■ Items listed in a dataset
mod common;

use axum::http::StatusCode;
use sqlx::SqlitePool;

#[sqlx::test]
async fn test_health_ok(pool: SqlitePool) {
    let server = common::make_server(pool);

    let response = server.get("/health").await;

    response.assert_status_ok();
    let body = response.json::<serde_json::Value>();
    assert_eq!(body["status"], "ok");
    assert_eq!(body["database"], "ok");
}

#[sqlx::test]
async fn test_health_degraded_when_pool_closed(pool: SqlitePool) {
    let server = common::make_server(pool.clone());

    pool.close().await;

    let response = server.get("/health").await;

    response.assert_status(StatusCode::SERVICE_UNAVAILABLE);
    let body = response.json::<serde_json::Value>();
    assert_eq!(body["status"], "degraded");
    assert_eq!(body["database"], "unavailable");
}
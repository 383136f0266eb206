//! Handlers for dog management endpoints.
//!
//! Dogs are reached through their owner, so every operation checks that
//! the chain dog -> owner -> sitter ends at the authenticated sitter.

use axum::{
    Json,
    extract::{Extension, Path, State},
    http::StatusCode,
};
use validator::Validate;

use crate::api::dto::dogs::{CreateDogRequest, DogListResponse, DogResponse, UpdateDogRequest};
use crate::api::middleware::auth::CurrentSitter;
use crate::error::AppError;
use crate::state::AppState;

/// Creates a dog under one of the sitter's owners.
///
/// # Endpoint
///
/// `POST /api/owners/{id}/dogs`
///
/// # Errors
///
/// Returns 404 Not Found if the owner does not exist for this sitter.
/// Returns 400 Bad Request if validation fails or the chip id is taken.
pub async fn create_dog_handler(
    Path(owner_id): Path<i64>,
    Extension(current): Extension<CurrentSitter>,
    State(state): State<AppState>,
    Json(payload): Json<CreateDogRequest>,
) -> Result<(StatusCode, Json<DogResponse>), AppError> {
    payload.validate()?;

    let dog = state
        .dog_service
        .create_dog(current.sitter_id, payload.into_new_dog(owner_id))
        .await?;

    Ok((StatusCode::CREATED, Json(DogResponse::from(dog))))
}

/// Lists the dogs of one of the sitter's owners.
///
/// # Endpoint
///
/// `GET /api/owners/{id}/dogs`
///
/// # Errors
///
/// Returns 404 Not Found if the owner does not exist for this sitter.
pub async fn list_dogs_handler(
    Path(owner_id): Path<i64>,
    Extension(current): Extension<CurrentSitter>,
    State(state): State<AppState>,
) -> Result<Json<DogListResponse>, AppError> {
    let dogs = state
        .dog_service
        .list_owner_dogs(owner_id, current.sitter_id)
        .await?;

    Ok(Json(DogListResponse {
        dogs: dogs.into_iter().map(DogResponse::from).collect(),
    }))
}

/// Retrieves one dog reachable by the authenticated sitter.
///
/// # Endpoint
///
/// `GET /api/dogs/{id}`
///
/// # Errors
///
/// Returns 404 Not Found if the dog does not exist or its owner belongs
/// to a different sitter.
pub async fn get_dog_handler(
    Path(dog_id): Path<i64>,
    Extension(current): Extension<CurrentSitter>,
    State(state): State<AppState>,
) -> Result<Json<DogResponse>, AppError> {
    let dog = state.dog_service.get_dog(dog_id, current.sitter_id).await?;
    Ok(Json(DogResponse::from(dog)))
}

/// Partially updates one dog reachable by the authenticated sitter.
///
/// # Endpoint
///
/// `PATCH /api/dogs/{id}`
///
/// # Request Body
///
/// All fields are optional. `img_url` distinguishes absent (no change)
/// from `null` (clear the stored URL).
///
/// # Errors
///
/// Returns 404 Not Found if the dog does not exist for this sitter.
/// Returns 400 Bad Request if validation fails.
pub async fn update_dog_handler(
    Path(dog_id): Path<i64>,
    Extension(current): Extension<CurrentSitter>,
    State(state): State<AppState>,
    Json(payload): Json<UpdateDogRequest>,
) -> Result<Json<DogResponse>, AppError> {
    payload.validate()?;

    let dog = state
        .dog_service
        .update_dog(dog_id, current.sitter_id, payload.into())
        .await?;

    Ok(Json(DogResponse::from(dog)))
}

/// Deletes one dog reachable by the authenticated sitter.
///
/// # Endpoint
///
/// `DELETE /api/dogs/{id}`
///
/// # Errors
///
/// Returns 404 Not Found if the dog does not exist for this sitter.
pub async fn delete_dog_handler(
    Path(dog_id): Path<i64>,
    Extension(current): Extension<CurrentSitter>,
    State(state): State<AppState>,
) -> Result<StatusCode, AppError> {
    state
        .dog_service
        .delete_dog(dog_id, current.sitter_id)
        .await?;

    Ok(StatusCode::NO_CONTENT)
}
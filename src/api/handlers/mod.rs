//! HTTP request handlers.

pub mod dogs;
pub mod health;
pub mod owners;
pub mod sitters;

pub use dogs::{
    create_dog_handler, delete_dog_handler, get_dog_handler, list_dogs_handler, update_dog_handler,
};
pub use health::health_handler;
pub use owners::{
    create_owner_handler, delete_owner_handler, get_owner_handler, list_owners_handler,
    update_owner_handler,
};
pub use sitters::{
    delete_me_handler, get_me_handler, login_handler, logout_handler, register_handler,
    update_me_handler,
};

■ Work to complete
The records above are to be set down again exactly as written.

■ Solution to this problem
mod common;

use axum::http::StatusCode;
use sqlx::SqlitePool;

#[sqlx::test]
async fn test_health_ok(pool: SqlitePool) {
    let server = common::make_server(pool);

    let response = server.get("/health").await;

    response.assert_status_ok();
    let body = response.json::<serde_json::Value>();
    assert_eq!(body["status"], "ok");
    assert_eq!(body["database"], "ok");
}

#[sqlx::test]
async fn test_health_degraded_when_pool_closed(pool: SqlitePool) {
    let server = common::make_server(pool.clone());

    pool.close().await;

    let response = server.get("/health").await;

    response.assert_status(StatusCode::SERVICE_UNAVAILABLE);
    let body = response.json::<serde_json::Value>();
    assert_eq!(body["status"], "degraded");
    assert_eq!(body["database"], "unavailable");
}
repository 383136f0266eb206
//! Handlers for dog management endpoints.
//!
//! Dogs are reached through their owner, so every operation checks that
//! the chain dog -> owner -> sitter ends at the authenticated sitter.

use axum::{
    Json,
    extract::{Extension, Path, State},
    http::StatusCode,
};
use validator::Validate;

use crate::api::dto::dogs::{CreateDogRequest, DogListResponse, DogResponse, UpdateDogRequest};
use crate::api::middleware::auth::CurrentSitter;
use crate::error::AppError;
use crate::state::AppState;

/// Creates a dog under one of the sitter's owners.
///
/// # Endpoint
///
/// `POST /api/owners/{id}/dogs`
///
/// # Errors
///
/// Returns 404 Not Found if the owner does not exist for this sitter.
/// Returns 400 Bad Request if validation fails or the chip id is taken.
pub async fn create_dog_handler(
    Path(owner_id): Path<i64>,
    Extension(current): Extension<CurrentSitter>,
    State(state): State<AppState>,
    Json(payload): Json<CreateDogRequest>,
) -> Result<(StatusCode, Json<DogResponse>), AppError> {
    payload.validate()?;

    let dog = state
        .dog_service
        .create_dog(current.sitter_id, payload.into_new_dog(owner_id))
        .await?;

    Ok((StatusCode::CREATED, Json(DogResponse::from(dog))))
}

/// Lists the dogs of one of the sitter's owners.
///
/// # Endpoint
///
/// `GET /api/owners/{id}/dogs`
///
/// # Errors
///
/// Returns 404 Not Found if the owner does not exist for this sitter.
pub async fn list_dogs_handler(
    Path(owner_id): Path<i64>,
    Extension(current): Extension<CurrentSitter>,
    State(state): State<AppState>,
) -> Result<Json<DogListResponse>, AppError> {
    let dogs = state
        .dog_service
        .list_owner_dogs(owner_id, current.sitter_id)
        .await?;

    Ok(Json(DogListResponse {
        dogs: dogs.into_iter().map(DogResponse::from).collect(),
    }))
}

/// Retrieves one dog reachable by the authenticated sitter.
///
/// # Endpoint
///
/// `GET /api/dogs/{id}`
///
/// # Errors
///
/// Returns 404 Not Found if the dog does not exist or its owner belongs
/// to a different sitter.
pub async fn get_dog_handler(
    Path(dog_id): Path<i64>,
    Extension(current): Extension<CurrentSitter>,
    State(state): State<AppState>,
) -> Result<Json<DogResponse>, AppError> {
    let dog = state.dog_service.get_dog(dog_id, current.sitter_id).await?;
    Ok(Json(DogResponse::from(dog)))
}

/// Partially updates one dog reachable by the authenticated sitter.
///
/// # Endpoint
///
/// `PATCH /api/dogs/{id}`
///
/// # Request Body
///
/// All fields are optional. `img_url` distinguishes absent (no change)
/// from `null` (clear the stored URL).
///
/// # Errors
///
/// Returns 404 Not Found if the dog does not exist for this sitter.
/// Returns 400 Bad Request if validation fails.
pub async fn update_dog_handler(
    Path(dog_id): Path<i64>,
    Extension(current): Extension<CurrentSitter>,
    State(state): State<AppState>,
    Json(payload): Json<UpdateDogRequest>,
) -> Result<Json<DogResponse>, AppError> {
    payload.validate()?;

    let dog = state
        .dog_service
        .update_dog(dog_id, current.sitter_id, payload.into())
        .await?;

    Ok(Json(DogResponse::from(dog)))
}

/// Deletes one dog reachable by the authenticated sitter.
///
/// # Endpoint
///
/// `DELETE /api/dogs/{id}`
///
/// # Errors
///
/// Returns 404 Not Found if the dog does not exist for this sitter.
pub async fn delete_dog_handler(
    Path(dog_id): Path<i64>,
    Extension(current): Extension<CurrentSitter>,
    State(state): State<AppState>,
) -> Result<StatusCode, AppError> {
    state
        .dog_service
        .delete_dog(dog_id, current.sitter_id)
        .await?;

    Ok(StatusCode::NO_CONTENT)
}
filename src/api/handlers/mod.rs
//! HTTP request handlers.

pub mod dogs;
pub mod health;
pub mod owners;
pub mod sitters;

pub use dogs::{
    create_dog_handler, delete_dog_handler, get_dog_handler, list_dogs_handler, update_dog_handler,
};
pub use health::health_handler;
pub use owners::{
    create_owner_handler, delete_owner_handler, get_owner_handler, list_owners_handler,
    update_owner_handler,
};
pub use sitters::{
    delete_me_handler, get_me_handler, login_handler, logout_handler, register_handler,
    update_me_handler,
};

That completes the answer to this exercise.